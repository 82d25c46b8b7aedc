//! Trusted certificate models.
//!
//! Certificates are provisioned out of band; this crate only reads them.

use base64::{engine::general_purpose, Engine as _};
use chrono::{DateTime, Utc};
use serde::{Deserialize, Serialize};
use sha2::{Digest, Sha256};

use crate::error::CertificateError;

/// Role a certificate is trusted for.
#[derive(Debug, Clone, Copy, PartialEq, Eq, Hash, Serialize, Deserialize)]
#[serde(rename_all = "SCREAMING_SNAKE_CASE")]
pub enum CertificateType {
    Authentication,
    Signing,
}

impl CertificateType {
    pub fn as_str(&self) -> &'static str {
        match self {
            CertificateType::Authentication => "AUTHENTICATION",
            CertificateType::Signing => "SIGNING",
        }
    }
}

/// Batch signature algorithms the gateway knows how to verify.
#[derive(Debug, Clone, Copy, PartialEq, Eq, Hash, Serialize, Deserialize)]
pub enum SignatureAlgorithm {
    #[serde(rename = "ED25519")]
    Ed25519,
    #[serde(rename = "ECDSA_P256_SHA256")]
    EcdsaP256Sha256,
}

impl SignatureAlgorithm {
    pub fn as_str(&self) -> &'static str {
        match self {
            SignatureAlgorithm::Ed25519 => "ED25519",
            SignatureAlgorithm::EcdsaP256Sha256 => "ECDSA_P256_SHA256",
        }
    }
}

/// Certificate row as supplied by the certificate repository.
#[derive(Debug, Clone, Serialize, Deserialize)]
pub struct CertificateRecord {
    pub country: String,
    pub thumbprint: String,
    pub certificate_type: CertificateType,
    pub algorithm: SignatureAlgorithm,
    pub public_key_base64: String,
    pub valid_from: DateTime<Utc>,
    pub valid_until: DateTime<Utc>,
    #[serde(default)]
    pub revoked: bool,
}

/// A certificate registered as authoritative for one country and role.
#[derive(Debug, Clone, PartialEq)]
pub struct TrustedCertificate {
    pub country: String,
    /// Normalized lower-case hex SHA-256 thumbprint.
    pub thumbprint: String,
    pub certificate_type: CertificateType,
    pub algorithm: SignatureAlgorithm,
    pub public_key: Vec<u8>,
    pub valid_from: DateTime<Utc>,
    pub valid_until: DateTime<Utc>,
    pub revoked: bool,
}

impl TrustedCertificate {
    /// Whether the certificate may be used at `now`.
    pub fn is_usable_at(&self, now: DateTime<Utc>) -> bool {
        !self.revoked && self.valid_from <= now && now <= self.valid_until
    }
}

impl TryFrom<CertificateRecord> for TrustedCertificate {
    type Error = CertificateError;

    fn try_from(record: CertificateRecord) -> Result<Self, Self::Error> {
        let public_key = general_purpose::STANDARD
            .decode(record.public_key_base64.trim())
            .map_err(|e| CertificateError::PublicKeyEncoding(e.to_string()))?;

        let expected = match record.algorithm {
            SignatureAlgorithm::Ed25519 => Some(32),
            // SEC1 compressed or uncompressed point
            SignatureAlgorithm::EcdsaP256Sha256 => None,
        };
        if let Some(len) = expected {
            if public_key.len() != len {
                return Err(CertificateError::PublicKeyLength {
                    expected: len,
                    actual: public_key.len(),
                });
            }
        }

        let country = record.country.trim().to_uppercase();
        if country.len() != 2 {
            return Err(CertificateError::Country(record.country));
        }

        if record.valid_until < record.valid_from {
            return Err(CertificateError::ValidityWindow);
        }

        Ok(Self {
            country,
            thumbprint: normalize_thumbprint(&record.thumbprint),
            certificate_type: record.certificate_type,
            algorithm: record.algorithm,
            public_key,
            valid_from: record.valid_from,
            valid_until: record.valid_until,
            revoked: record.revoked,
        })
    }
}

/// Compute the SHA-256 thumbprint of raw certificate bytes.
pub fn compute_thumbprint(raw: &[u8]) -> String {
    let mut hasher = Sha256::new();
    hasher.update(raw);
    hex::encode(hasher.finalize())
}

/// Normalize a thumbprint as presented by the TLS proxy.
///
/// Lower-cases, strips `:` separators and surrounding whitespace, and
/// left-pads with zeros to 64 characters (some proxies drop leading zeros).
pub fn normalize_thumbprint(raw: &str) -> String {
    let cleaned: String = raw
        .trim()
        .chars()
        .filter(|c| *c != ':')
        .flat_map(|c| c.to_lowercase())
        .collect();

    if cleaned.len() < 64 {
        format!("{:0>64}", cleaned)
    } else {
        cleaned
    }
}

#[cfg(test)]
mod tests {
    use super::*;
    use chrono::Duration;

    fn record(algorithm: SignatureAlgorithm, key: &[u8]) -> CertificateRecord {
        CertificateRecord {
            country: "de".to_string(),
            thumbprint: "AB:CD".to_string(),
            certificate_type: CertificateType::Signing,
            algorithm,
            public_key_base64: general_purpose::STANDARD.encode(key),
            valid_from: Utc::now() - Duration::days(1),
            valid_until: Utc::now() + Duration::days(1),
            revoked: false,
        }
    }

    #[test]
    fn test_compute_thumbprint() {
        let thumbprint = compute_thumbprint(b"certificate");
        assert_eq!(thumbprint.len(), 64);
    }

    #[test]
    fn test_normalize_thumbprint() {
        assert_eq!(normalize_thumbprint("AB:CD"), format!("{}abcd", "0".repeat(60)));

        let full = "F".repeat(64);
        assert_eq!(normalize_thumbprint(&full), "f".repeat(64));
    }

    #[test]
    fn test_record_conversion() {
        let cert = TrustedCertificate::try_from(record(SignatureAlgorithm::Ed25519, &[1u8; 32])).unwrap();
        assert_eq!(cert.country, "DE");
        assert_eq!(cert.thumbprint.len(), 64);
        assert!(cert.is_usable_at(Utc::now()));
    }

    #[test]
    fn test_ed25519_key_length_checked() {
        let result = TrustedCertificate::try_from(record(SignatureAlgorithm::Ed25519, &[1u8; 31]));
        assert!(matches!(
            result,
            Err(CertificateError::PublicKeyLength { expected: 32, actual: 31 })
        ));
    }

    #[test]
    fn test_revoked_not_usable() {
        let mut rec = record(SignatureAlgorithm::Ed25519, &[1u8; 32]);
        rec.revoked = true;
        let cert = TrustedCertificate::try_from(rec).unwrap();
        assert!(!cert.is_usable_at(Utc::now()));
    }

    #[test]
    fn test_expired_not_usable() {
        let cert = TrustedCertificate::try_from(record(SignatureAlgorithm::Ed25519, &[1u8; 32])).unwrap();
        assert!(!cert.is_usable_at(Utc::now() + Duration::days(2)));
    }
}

- **THE TASK**
Where the string "struct" occurs in the data, return the whole line.

- **OUTPUT OF THE EXERCISE**
pub struct CertificateRecord {
pub struct TrustedCertificate {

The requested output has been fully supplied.